▶ GIVEN INFORMATION

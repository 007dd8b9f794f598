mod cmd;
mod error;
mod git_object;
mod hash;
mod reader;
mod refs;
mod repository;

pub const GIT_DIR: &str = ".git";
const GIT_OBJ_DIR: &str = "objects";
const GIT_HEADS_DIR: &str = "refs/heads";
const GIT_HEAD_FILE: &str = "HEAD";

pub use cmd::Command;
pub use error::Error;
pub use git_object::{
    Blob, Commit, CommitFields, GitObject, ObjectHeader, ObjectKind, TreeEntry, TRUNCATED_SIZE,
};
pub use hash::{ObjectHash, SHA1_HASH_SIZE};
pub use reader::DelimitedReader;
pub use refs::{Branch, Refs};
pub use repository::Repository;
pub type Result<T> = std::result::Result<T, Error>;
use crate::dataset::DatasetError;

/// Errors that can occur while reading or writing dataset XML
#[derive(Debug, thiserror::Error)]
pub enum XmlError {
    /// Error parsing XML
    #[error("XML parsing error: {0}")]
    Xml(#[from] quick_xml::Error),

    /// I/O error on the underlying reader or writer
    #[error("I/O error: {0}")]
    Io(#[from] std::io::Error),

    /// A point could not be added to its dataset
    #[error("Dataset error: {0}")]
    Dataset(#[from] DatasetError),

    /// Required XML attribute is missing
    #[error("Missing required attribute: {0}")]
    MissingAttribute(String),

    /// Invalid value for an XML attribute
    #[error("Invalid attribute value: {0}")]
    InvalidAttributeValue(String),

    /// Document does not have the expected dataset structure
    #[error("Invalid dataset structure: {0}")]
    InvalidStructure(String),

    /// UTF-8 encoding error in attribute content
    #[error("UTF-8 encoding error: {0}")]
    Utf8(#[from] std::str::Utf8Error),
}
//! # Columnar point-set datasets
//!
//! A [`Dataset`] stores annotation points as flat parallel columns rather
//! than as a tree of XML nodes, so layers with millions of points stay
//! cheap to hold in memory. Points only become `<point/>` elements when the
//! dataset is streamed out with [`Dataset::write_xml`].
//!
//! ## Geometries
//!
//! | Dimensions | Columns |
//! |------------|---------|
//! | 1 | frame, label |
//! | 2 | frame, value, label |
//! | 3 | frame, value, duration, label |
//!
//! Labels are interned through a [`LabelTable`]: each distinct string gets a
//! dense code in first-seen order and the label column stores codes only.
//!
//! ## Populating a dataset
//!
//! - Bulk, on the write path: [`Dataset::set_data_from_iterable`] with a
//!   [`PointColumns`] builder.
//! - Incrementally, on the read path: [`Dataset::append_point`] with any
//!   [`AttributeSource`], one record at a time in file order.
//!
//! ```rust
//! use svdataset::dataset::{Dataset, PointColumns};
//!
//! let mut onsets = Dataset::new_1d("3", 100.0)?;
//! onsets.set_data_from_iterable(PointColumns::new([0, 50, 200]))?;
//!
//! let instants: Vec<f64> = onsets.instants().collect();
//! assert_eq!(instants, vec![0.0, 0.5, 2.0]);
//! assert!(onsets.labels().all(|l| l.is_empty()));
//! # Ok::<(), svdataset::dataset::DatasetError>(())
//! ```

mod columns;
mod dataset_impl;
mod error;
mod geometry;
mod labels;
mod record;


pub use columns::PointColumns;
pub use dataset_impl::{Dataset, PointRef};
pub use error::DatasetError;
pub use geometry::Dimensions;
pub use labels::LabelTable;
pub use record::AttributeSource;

==

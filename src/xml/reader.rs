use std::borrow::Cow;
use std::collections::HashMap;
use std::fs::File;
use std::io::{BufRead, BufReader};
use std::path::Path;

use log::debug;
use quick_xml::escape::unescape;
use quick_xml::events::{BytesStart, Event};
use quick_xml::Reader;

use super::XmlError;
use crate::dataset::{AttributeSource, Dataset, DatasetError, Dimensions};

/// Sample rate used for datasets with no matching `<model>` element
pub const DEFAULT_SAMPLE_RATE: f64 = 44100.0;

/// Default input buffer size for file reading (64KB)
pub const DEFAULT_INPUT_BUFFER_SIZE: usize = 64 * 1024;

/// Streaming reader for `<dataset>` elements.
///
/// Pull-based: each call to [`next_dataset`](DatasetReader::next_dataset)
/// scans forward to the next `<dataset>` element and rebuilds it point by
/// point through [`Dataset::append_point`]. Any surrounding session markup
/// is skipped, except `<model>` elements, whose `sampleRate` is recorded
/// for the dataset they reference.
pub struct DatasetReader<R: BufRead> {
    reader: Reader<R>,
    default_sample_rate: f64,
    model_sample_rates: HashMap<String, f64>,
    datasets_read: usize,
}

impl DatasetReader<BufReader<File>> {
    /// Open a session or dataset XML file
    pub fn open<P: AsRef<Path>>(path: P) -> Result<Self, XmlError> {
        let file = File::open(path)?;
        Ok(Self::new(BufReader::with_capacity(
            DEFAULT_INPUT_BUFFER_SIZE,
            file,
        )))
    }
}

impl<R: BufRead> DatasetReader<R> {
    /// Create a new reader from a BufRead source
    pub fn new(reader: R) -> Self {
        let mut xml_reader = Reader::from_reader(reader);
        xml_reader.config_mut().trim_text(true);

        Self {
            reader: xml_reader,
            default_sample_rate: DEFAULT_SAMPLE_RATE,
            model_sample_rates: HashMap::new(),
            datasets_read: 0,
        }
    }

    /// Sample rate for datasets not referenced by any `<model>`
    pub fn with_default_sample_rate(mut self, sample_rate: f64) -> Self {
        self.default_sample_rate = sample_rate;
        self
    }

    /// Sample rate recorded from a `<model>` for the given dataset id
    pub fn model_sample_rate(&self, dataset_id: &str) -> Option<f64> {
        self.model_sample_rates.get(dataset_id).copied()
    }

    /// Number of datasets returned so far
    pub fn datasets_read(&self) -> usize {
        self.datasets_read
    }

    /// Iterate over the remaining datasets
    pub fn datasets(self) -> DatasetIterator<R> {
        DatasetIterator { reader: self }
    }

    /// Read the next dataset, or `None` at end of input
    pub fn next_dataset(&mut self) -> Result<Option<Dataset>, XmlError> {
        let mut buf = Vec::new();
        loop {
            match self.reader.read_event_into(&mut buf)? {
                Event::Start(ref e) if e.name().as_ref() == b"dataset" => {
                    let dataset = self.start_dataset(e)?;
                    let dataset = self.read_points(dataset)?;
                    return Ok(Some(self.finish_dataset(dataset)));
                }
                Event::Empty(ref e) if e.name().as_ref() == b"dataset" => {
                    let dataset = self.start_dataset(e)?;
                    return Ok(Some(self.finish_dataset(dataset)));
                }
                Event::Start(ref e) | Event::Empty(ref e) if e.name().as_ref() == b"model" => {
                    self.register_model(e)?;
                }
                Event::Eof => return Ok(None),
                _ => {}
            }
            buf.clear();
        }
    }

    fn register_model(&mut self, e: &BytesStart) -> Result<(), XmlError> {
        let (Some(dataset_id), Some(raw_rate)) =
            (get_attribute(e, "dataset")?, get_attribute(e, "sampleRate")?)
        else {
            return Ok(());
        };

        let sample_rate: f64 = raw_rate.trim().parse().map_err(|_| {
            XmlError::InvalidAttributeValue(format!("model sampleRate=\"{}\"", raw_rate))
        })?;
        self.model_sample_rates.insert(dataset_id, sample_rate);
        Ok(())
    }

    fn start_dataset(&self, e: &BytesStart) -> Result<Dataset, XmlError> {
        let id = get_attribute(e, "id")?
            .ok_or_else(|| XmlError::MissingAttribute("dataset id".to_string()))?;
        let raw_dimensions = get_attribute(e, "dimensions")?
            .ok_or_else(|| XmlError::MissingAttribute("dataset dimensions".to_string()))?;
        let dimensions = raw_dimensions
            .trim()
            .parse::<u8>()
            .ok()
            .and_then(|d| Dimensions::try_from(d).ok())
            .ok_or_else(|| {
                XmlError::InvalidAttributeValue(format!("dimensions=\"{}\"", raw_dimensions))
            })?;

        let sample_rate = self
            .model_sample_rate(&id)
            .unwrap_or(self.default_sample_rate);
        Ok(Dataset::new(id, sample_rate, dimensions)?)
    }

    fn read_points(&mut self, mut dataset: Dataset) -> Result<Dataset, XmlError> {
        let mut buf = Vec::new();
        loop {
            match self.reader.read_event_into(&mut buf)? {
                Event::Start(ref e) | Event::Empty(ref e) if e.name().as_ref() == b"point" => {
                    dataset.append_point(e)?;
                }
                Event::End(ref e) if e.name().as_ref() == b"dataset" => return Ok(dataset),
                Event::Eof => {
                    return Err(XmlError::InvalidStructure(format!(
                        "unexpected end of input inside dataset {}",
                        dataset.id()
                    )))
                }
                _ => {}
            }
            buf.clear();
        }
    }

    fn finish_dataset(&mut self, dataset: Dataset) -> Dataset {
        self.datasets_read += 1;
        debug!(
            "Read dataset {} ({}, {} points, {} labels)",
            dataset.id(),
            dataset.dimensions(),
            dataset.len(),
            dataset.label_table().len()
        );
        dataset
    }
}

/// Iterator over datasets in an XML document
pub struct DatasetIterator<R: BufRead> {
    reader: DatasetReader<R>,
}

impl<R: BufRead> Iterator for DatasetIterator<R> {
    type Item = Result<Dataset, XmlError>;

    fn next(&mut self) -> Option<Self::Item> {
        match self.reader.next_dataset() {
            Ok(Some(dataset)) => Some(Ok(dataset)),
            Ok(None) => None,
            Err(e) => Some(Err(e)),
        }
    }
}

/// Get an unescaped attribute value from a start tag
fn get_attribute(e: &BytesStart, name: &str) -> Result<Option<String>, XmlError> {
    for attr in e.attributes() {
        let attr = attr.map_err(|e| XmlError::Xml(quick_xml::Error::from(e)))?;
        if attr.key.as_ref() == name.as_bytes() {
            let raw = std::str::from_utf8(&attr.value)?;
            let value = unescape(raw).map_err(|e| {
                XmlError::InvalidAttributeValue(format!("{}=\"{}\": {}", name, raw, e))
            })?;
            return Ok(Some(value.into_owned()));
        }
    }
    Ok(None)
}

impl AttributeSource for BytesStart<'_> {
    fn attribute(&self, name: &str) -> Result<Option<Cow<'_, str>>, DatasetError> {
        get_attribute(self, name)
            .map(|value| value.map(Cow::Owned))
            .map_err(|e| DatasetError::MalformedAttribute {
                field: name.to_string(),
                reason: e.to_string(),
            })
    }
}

--

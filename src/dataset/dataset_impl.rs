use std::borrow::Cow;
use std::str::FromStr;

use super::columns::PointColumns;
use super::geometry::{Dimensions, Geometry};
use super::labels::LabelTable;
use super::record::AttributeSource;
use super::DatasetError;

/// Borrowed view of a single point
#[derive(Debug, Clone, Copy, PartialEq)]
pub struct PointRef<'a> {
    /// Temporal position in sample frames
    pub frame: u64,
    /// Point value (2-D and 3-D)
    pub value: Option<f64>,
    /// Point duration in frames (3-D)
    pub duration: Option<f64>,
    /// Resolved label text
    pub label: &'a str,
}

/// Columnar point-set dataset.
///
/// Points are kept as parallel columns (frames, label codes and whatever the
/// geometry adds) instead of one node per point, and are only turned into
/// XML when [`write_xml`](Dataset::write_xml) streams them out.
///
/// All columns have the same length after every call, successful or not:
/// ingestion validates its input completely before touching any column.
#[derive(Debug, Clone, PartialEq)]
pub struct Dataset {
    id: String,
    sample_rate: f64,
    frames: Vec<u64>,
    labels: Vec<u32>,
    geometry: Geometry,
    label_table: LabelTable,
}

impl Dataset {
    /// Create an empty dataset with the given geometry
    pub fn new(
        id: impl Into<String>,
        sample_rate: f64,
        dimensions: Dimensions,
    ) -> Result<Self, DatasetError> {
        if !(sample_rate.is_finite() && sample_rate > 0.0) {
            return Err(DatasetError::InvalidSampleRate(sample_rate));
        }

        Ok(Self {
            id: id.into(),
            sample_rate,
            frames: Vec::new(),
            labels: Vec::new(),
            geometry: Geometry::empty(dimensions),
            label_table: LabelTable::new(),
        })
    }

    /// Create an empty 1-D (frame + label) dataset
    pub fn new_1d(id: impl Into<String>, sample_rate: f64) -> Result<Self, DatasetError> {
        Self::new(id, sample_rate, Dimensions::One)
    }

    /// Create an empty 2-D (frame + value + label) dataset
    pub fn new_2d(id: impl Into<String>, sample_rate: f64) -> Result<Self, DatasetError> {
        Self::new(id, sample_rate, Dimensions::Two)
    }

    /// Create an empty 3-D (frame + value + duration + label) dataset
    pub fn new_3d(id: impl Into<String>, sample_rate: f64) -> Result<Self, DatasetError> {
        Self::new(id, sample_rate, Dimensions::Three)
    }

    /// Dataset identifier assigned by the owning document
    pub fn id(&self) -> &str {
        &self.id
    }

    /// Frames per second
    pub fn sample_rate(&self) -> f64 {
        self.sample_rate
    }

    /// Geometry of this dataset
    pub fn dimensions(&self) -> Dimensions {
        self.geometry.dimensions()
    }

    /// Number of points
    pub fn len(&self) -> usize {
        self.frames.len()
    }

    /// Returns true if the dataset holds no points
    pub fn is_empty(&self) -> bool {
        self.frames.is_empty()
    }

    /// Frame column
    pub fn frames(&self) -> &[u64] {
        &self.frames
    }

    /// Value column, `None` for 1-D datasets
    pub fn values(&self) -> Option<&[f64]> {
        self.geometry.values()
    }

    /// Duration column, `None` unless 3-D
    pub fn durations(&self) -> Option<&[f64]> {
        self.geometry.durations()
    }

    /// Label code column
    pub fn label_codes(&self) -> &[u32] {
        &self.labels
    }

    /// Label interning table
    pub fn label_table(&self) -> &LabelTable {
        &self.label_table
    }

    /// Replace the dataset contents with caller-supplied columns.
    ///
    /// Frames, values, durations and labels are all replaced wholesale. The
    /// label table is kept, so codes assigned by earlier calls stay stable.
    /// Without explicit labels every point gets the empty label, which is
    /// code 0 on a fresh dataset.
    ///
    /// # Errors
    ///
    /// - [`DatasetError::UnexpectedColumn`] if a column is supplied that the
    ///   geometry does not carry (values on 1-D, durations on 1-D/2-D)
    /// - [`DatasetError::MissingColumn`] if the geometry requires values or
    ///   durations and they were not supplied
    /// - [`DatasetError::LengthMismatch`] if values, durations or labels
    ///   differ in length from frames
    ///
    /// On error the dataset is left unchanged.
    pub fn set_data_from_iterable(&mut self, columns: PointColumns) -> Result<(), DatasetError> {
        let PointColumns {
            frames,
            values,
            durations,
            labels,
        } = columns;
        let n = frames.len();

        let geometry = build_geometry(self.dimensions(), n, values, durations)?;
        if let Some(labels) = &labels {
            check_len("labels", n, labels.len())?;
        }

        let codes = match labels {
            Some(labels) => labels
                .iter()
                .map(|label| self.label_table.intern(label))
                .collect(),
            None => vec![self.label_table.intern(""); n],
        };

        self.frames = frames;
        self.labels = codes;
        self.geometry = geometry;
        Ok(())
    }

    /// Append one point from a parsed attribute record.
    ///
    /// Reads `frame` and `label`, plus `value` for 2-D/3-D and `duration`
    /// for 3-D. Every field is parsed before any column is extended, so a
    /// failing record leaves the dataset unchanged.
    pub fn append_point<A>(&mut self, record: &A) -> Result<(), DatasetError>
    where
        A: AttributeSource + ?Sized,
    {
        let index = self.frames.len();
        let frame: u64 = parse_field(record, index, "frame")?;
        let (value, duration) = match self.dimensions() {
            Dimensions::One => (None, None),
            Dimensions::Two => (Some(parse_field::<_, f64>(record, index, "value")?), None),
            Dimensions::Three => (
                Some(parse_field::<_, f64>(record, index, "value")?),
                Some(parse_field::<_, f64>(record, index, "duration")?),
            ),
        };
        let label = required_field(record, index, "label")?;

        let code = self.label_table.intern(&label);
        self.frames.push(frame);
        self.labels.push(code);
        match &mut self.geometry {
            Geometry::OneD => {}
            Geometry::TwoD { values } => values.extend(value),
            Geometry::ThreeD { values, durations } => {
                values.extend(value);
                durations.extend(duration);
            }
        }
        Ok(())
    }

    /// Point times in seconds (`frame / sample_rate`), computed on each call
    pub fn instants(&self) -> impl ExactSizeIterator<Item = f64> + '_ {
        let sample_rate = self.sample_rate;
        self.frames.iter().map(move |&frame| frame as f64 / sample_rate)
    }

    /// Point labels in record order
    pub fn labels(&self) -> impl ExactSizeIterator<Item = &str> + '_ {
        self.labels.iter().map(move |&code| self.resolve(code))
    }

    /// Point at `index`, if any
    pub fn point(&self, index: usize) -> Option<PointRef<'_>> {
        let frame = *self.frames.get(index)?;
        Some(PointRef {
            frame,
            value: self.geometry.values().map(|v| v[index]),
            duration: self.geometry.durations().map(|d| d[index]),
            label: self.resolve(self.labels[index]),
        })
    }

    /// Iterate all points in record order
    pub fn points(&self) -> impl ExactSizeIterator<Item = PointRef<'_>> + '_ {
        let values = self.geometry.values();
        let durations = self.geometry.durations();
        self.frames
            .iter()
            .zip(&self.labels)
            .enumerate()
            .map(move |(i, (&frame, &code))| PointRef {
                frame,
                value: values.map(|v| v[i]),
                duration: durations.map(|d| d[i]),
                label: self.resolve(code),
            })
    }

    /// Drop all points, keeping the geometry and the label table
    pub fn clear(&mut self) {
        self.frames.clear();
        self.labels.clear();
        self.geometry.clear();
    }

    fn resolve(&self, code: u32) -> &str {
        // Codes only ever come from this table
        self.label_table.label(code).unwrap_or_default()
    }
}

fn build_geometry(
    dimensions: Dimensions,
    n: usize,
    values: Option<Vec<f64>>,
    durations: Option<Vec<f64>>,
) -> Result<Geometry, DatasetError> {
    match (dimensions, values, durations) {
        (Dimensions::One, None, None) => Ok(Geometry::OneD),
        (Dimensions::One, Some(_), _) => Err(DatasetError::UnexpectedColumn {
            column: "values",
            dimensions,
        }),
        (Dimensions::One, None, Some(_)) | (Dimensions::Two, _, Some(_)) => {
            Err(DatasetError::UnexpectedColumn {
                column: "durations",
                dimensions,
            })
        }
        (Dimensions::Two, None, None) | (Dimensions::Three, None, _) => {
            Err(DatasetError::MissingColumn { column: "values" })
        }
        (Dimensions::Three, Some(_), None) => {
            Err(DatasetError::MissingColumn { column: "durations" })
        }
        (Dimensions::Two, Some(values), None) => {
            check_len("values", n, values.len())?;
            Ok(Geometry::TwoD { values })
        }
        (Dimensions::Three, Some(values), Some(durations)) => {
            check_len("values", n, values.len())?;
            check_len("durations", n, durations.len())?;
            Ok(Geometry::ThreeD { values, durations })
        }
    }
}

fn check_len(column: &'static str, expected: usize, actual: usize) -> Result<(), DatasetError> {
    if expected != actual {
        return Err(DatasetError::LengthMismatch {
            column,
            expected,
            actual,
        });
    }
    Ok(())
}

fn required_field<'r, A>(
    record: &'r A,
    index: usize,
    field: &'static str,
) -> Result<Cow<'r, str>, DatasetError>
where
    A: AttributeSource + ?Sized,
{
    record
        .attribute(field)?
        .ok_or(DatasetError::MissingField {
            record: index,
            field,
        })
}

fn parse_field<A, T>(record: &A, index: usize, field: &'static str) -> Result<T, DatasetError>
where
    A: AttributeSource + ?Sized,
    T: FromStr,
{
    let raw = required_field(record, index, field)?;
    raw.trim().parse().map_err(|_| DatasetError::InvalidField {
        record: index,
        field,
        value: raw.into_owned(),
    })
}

▶ REQUIRED WORK
Whenever a line of the material holds the word "super", copy it out.

▶ PROBLEM SOLUTION
use super::XmlError;
use super::columns::PointColumns;
use super::geometry::{Dimensions, Geometry};
use super::labels::LabelTable;
use super::record::AttributeSource;
use super::DatasetError;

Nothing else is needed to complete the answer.